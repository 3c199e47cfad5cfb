//! Shared workbook fixtures for integration tests
//!
//! Fixtures are generated on the fly with rust_xlsxwriter so the tests do
//! not depend on checked-in binary files.

#![allow(dead_code)] // not every test binary uses every fixture

use rust_xlsxwriter::Workbook;
use std::path::Path;

/// The 16 federal states in dataset order.
pub const STATES: [&str; 16] = [
    "Baden-Württemberg",
    "Bayern",
    "Berlin",
    "Brandenburg",
    "Bremen",
    "Hamburg",
    "Hessen",
    "Mecklenburg-Vorpommern",
    "Niedersachsen",
    "Nordrhein-Westfalen",
    "Rheinland-Pfalz",
    "Saarland",
    "Sachsen",
    "Sachsen-Anhalt",
    "Schleswig-Holstein",
    "Thüringen",
];

/// Scenario codes used by the standard fixture, in sheet order.
pub const CODES: [&str; 6] = [
    "G1L1W1", "G1L2W1", "G2L2W1", "G2L2W2", "G2L2W3", "G3L3W3",
];

/// Year headers as they appear in the source (truncated to 4 chars on import).
pub const YEAR_HEADERS: [&str; 6] = [
    "2022 (Basisjahr)",
    "2030",
    "2040",
    "2050",
    "2060",
    "2070 projiziert",
];

pub const YEARS: [&str; 6] = ["2022", "2030", "2040", "2050", "2060", "2070"];

/// First-year population for a state, in thousands.
pub fn first_value(state_idx: usize) -> f64 {
    1000.0 + 100.0 * state_idx as f64
}

/// Growth factor over the projection horizon for a state.
pub fn growth_factor(state_idx: usize) -> f64 {
    0.8 + 0.03 * state_idx as f64
}

/// Deterministic cell value: linear path from the first-year value to
/// first-year value times the state's growth factor.
pub fn cell_value(state_idx: usize, year_idx: usize) -> f64 {
    let first = first_value(state_idx);
    let factor = growth_factor(state_idx);
    let steps = (YEARS.len() - 1) as f64;
    first * (1.0 + (factor - 1.0) * year_idx as f64 / steps)
}

fn marker_label(code: &str) -> String {
    format!("VARIANTE (BEV-{})", code)
}

/// Standard fixture: header row, then 6 scenario blocks of 16 state rows.
pub fn write_projection_workbook(path: &Path) {
    let mut workbook = Workbook::new();
    let worksheet = workbook.add_worksheet();

    worksheet.write_string(0, 0, "Bundesland").unwrap();
    for (col, header) in YEAR_HEADERS.iter().enumerate() {
        worksheet.write_string(0, col as u16 + 1, *header).unwrap();
    }

    let mut row = 1u32;
    for code in CODES {
        worksheet.write_string(row, 0, &marker_label(code)).unwrap();
        row += 1;
        for (idx, state) in STATES.iter().enumerate() {
            worksheet.write_string(row, 0, *state).unwrap();
            for year_idx in 0..YEARS.len() {
                worksheet
                    .write_number(row, year_idx as u16 + 1, cell_value(idx, year_idx))
                    .unwrap();
            }
            row += 1;
        }
    }

    workbook.save(path).unwrap();
}

/// Fixture whose final block is cut off after `rows` state rows.
pub fn write_truncated_workbook(path: &Path, rows: usize) {
    let mut workbook = Workbook::new();
    let worksheet = workbook.add_worksheet();

    worksheet.write_string(0, 0, "Bundesland").unwrap();
    for (col, header) in YEAR_HEADERS.iter().enumerate() {
        worksheet.write_string(0, col as u16 + 1, *header).unwrap();
    }

    worksheet.write_string(1, 0, &marker_label("G2L2W2")).unwrap();
    for (idx, state) in STATES.iter().take(rows).enumerate() {
        let row = idx as u32 + 2;
        worksheet.write_string(row, 0, *state).unwrap();
        for year_idx in 0..YEARS.len() {
            worksheet
                .write_number(row, year_idx as u16 + 1, cell_value(idx, year_idx))
                .unwrap();
        }
    }

    workbook.save(path).unwrap();
}

/// Fixture with the same scenario code appearing twice. The second block's
/// values are the first block's plus `offset`.
pub fn write_duplicate_marker_workbook(path: &Path, offset: f64) {
    let mut workbook = Workbook::new();
    let worksheet = workbook.add_worksheet();

    worksheet.write_string(0, 0, "Bundesland").unwrap();
    for (col, header) in YEAR_HEADERS.iter().enumerate() {
        worksheet.write_string(0, col as u16 + 1, *header).unwrap();
    }

    let mut row = 1u32;
    for block in 0..2u32 {
        worksheet.write_string(row, 0, &marker_label("G2L2W2")).unwrap();
        row += 1;
        for (idx, state) in STATES.iter().enumerate() {
            worksheet.write_string(row, 0, *state).unwrap();
            for year_idx in 0..YEARS.len() {
                let value = cell_value(idx, year_idx) + block as f64 * offset;
                worksheet
                    .write_number(row, year_idx as u16 + 1, value)
                    .unwrap();
            }
            row += 1;
        }
    }

    workbook.save(path).unwrap();
}

/// Fixture with numeric cells in the label column; none of them may be
/// treated as a scenario marker.
pub fn write_numeric_labels_workbook(path: &Path) {
    let mut workbook = Workbook::new();
    let worksheet = workbook.add_worksheet();

    worksheet.write_string(0, 0, "Bundesland").unwrap();
    for (col, header) in YEAR_HEADERS.iter().enumerate() {
        worksheet.write_string(0, col as u16 + 1, *header).unwrap();
    }

    // Numeric junk rows before the only real marker
    worksheet.write_number(1, 0, 12421.0).unwrap();
    worksheet.write_number(2, 0, 2022.0).unwrap();

    worksheet.write_string(3, 0, &marker_label("G2L2W1")).unwrap();
    for (idx, state) in STATES.iter().enumerate() {
        let row = idx as u32 + 4;
        worksheet.write_string(row, 0, *state).unwrap();
        for year_idx in 0..YEARS.len() {
            worksheet
                .write_number(row, year_idx as u16 + 1, cell_value(idx, year_idx))
                .unwrap();
        }
    }

    workbook.save(path).unwrap();
}
//! CLI tests running the bevscope binary

#![allow(deprecated)] // Command::cargo_bin deprecation - no stable replacement yet

mod common;

use assert_cmd::Command;
use common::write_projection_workbook;
use predicates::prelude::*;
use std::fs;
use tempfile::TempDir;

fn bevscope() -> Command {
    Command::cargo_bin("bevscope").unwrap()
}

// ═══════════════════════════════════════════════════════════════════════════
// ARGUMENT HANDLING
// ═══════════════════════════════════════════════════════════════════════════

#[test]
fn test_no_arguments_prints_usage() {
    bevscope()
        .assert()
        .failure()
        .stderr(predicate::str::contains("Usage"));
}

#[test]
fn test_report_requires_question() {
    let temp_dir = TempDir::new().unwrap();
    let input = temp_dir.path().join("projection.xlsx");
    write_projection_workbook(&input);

    bevscope()
        .arg("report")
        .arg(&input)
        .assert()
        .failure()
        .stderr(predicate::str::contains("--question"));
}

#[test]
fn test_report_rejects_question_out_of_range() {
    let temp_dir = TempDir::new().unwrap();
    let input = temp_dir.path().join("projection.xlsx");
    write_projection_workbook(&input);

    bevscope()
        .args(["report", input.to_str().unwrap(), "--question", "7"])
        .assert()
        .failure();
}

// ═══════════════════════════════════════════════════════════════════════════
// MALFORMED INPUT
// ═══════════════════════════════════════════════════════════════════════════

#[test]
fn test_report_missing_file_fails_with_diagnostic() {
    bevscope()
        .args(["report", "nonexistent.xlsx", "--question", "1"])
        .assert()
        .failure()
        .stderr(predicate::str::contains("Format"));
}

#[test]
fn test_report_garbage_file_fails_with_diagnostic() {
    let temp_dir = TempDir::new().unwrap();
    let input = temp_dir.path().join("garbage.xlsx");
    fs::write(&input, b"not a spreadsheet").unwrap();

    bevscope()
        .args(["report", input.to_str().unwrap(), "--question", "1"])
        .assert()
        .failure()
        .stderr(predicate::str::contains("Format"));
}

// ═══════════════════════════════════════════════════════════════════════════
// REPORT COMMAND
// ═══════════════════════════════════════════════════════════════════════════

#[test]
fn test_report_question_two_prints_ranking() {
    let temp_dir = TempDir::new().unwrap();
    let input = temp_dir.path().join("projection.xlsx");
    write_projection_workbook(&input);

    bevscope()
        .args(["report", input.to_str().unwrap(), "--question", "2"])
        .assert()
        .success()
        .stdout(predicate::str::contains("G2L2W1"))
        .stdout(predicate::str::contains("Thüringen"))
        .stdout(predicate::str::contains("Report complete"));
}

#[test]
fn test_report_question_five_shows_groups() {
    let temp_dir = TempDir::new().unwrap();
    let input = temp_dir.path().join("projection.xlsx");
    write_projection_workbook(&input);

    bevscope()
        .args(["report", input.to_str().unwrap(), "--question", "5", "--verbose"])
        .assert()
        .success()
        .stdout(predicate::str::contains("East"))
        .stdout(predicate::str::contains("West"))
        .stdout(predicate::str::contains("Found 6 scenarios"));
}

#[test]
fn test_report_exports_yaml() {
    let temp_dir = TempDir::new().unwrap();
    let input = temp_dir.path().join("projection.xlsx");
    let output = temp_dir.path().join("report.yaml");
    write_projection_workbook(&input);

    bevscope()
        .args([
            "report",
            input.to_str().unwrap(),
            "--question",
            "2",
            "--output",
            output.to_str().unwrap(),
        ])
        .assert()
        .success()
        .stdout(predicate::str::contains("Report exported"));

    let yaml = fs::read_to_string(&output).unwrap();
    assert!(yaml.contains("kind: growth"));
    assert!(yaml.contains("G2L2W1"));
}

#[test]
fn test_report_exports_xlsx() {
    let temp_dir = TempDir::new().unwrap();
    let input = temp_dir.path().join("projection.xlsx");
    let output = temp_dir.path().join("report.xlsx");
    write_projection_workbook(&input);

    bevscope()
        .args([
            "report",
            input.to_str().unwrap(),
            "--question",
            "4",
            "--output",
            output.to_str().unwrap(),
        ])
        .assert()
        .success();

    assert!(output.exists());
}

#[test]
fn test_report_rejects_unsupported_output_format() {
    let temp_dir = TempDir::new().unwrap();
    let input = temp_dir.path().join("projection.xlsx");
    let output = temp_dir.path().join("report.txt");
    write_projection_workbook(&input);

    bevscope()
        .args([
            "report",
            input.to_str().unwrap(),
            "--question",
            "2",
            "--output",
            output.to_str().unwrap(),
        ])
        .assert()
        .failure()
        .stderr(predicate::str::contains("Unsupported output format"));
}

// ═══════════════════════════════════════════════════════════════════════════
// SCENARIOS COMMAND
// ═══════════════════════════════════════════════════════════════════════════

#[test]
fn test_scenarios_lists_codes_and_assumptions() {
    let temp_dir = TempDir::new().unwrap();
    let input = temp_dir.path().join("projection.xlsx");
    write_projection_workbook(&input);

    bevscope()
        .args(["scenarios", input.to_str().unwrap()])
        .assert()
        .success()
        .stdout(predicate::str::contains("G1L1W1"))
        .stdout(predicate::str::contains("16 states, 2022-2070"))
        .stdout(predicate::str::contains("Birth rate 1.44"))
        .stdout(predicate::str::contains("6 scenarios found"));
}

// ═══════════════════════════════════════════════════════════════════════════
// SPLIT COMMAND
// ═══════════════════════════════════════════════════════════════════════════

#[test]
fn test_split_writes_output_workbook() {
    let temp_dir = TempDir::new().unwrap();
    let input = temp_dir.path().join("projection.xlsx");
    let output = temp_dir.path().join("split.xlsx");
    write_projection_workbook(&input);

    bevscope()
        .args([
            "split",
            input.to_str().unwrap(),
            output.to_str().unwrap(),
        ])
        .assert()
        .success()
        .stdout(predicate::str::contains("Split workbook written"));

    assert!(output.exists());
}

#[test]
fn test_split_missing_input_fails() {
    let temp_dir = TempDir::new().unwrap();
    let output = temp_dir.path().join("split.xlsx");

    bevscope()
        .args(["split", "nonexistent.xlsx", output.to_str().unwrap()])
        .assert()
        .failure()
        .stderr(predicate::str::contains("Format"));
}
//! bevscope - German state population projection explorer
//!
//! This library loads the Destatis projection workbook (12421-0003 layout),
//! splits it into one table per demographic scenario, and builds reports
//! answering a fixed set of research questions.
//!
//! # Features
//!
//! - Scenario extraction from the flat projection sheet (BEV marker rows)
//! - Typed scenario codes with decoded demographic assumptions
//! - Growth rankings, extremes comparison, East/West and Urban/Rural groupings
//! - Report export to Excel (.xlsx) and YAML
//!
//! # Example
//!
//! ```no_run
//! use bevscope::excel::ScenarioExtractor;
//!
//! let set = ScenarioExtractor::new("data/12421-0003.xlsx").extract()?;
//!
//! println!("Scenarios: {}", set.len());
//! for (code, table) in set.iter() {
//!     println!("{}: {} states", code, table.row_count());
//! }
//! # Ok::<(), bevscope::error::BevError>(())
//! ```

pub mod cli;
pub mod error;
pub mod excel;
pub mod report;
pub mod types;

// Re-export commonly used types
pub use error::{BevError, BevResult};
pub use excel::{ScenarioExtractor, SplitWriter};
pub use types::{ScenarioCode, ScenarioSet, ScenarioTable};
--------
▸ Exercise prompt
Determine how many lines in the data contain the string "rows", and give the number only.

▸ Reply to the exercise
6